- WHAT IS EXPECTED -
Report all lines in the records that hold the string "write".

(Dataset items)
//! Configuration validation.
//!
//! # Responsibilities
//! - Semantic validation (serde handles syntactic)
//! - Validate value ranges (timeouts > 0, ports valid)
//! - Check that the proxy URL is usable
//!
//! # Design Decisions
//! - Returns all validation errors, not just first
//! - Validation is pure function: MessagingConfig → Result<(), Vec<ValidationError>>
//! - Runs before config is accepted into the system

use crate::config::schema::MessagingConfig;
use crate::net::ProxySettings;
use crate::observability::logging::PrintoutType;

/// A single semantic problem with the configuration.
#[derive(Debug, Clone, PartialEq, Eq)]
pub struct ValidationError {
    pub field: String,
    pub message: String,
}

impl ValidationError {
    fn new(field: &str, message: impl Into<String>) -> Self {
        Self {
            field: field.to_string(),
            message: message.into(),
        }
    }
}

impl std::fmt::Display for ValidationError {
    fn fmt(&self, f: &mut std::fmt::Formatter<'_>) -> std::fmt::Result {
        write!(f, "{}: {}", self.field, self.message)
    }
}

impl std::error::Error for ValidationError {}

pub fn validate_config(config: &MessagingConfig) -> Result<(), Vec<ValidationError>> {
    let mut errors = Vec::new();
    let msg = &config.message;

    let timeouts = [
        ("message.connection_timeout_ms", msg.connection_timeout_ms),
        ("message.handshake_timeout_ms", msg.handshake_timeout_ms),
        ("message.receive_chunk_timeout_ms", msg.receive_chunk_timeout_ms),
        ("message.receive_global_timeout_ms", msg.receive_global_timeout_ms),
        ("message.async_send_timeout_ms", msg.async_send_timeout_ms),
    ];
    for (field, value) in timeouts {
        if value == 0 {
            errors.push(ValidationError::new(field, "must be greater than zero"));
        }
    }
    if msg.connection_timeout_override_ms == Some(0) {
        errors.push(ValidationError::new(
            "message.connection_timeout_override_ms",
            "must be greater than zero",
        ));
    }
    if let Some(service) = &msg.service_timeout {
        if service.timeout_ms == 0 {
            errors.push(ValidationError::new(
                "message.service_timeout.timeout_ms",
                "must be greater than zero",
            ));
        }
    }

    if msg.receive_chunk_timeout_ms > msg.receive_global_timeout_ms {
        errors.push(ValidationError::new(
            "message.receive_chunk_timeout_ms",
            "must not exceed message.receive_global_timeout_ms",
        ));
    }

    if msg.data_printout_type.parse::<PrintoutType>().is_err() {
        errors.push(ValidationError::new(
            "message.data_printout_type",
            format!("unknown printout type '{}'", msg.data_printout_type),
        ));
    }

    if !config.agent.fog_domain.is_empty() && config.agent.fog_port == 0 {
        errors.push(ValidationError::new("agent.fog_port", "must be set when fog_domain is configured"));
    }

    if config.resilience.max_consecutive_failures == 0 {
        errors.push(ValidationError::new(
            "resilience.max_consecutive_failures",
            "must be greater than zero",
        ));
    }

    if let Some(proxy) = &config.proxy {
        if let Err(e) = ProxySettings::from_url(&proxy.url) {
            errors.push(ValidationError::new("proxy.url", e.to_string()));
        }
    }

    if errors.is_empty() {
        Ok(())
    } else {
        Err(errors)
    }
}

---

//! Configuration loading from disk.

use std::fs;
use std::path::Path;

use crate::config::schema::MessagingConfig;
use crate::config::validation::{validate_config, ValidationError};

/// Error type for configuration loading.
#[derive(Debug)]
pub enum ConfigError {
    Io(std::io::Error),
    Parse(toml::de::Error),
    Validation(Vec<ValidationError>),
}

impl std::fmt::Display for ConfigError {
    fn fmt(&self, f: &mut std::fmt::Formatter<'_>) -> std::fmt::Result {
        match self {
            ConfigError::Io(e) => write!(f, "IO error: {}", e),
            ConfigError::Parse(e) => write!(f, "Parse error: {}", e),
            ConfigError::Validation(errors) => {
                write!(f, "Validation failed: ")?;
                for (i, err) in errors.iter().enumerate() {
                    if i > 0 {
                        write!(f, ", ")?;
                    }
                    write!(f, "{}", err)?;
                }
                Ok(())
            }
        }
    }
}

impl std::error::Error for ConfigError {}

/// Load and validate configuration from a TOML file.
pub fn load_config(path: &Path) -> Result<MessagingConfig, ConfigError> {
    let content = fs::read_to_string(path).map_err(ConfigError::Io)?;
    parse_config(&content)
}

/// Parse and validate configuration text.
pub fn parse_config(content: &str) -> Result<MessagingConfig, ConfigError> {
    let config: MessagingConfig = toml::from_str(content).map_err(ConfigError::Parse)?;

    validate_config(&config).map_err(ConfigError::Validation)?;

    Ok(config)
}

- EXERCISE RESPONSE -
        write!(f, "{}: {}", self.field, self.message)
            ConfigError::Io(e) => write!(f, "IO error: {}", e),
            ConfigError::Parse(e) => write!(f, "Parse error: {}", e),
                write!(f, "Validation failed: ")?;
                        write!(f, ", ")?;
                    write!(f, "{}", err)?;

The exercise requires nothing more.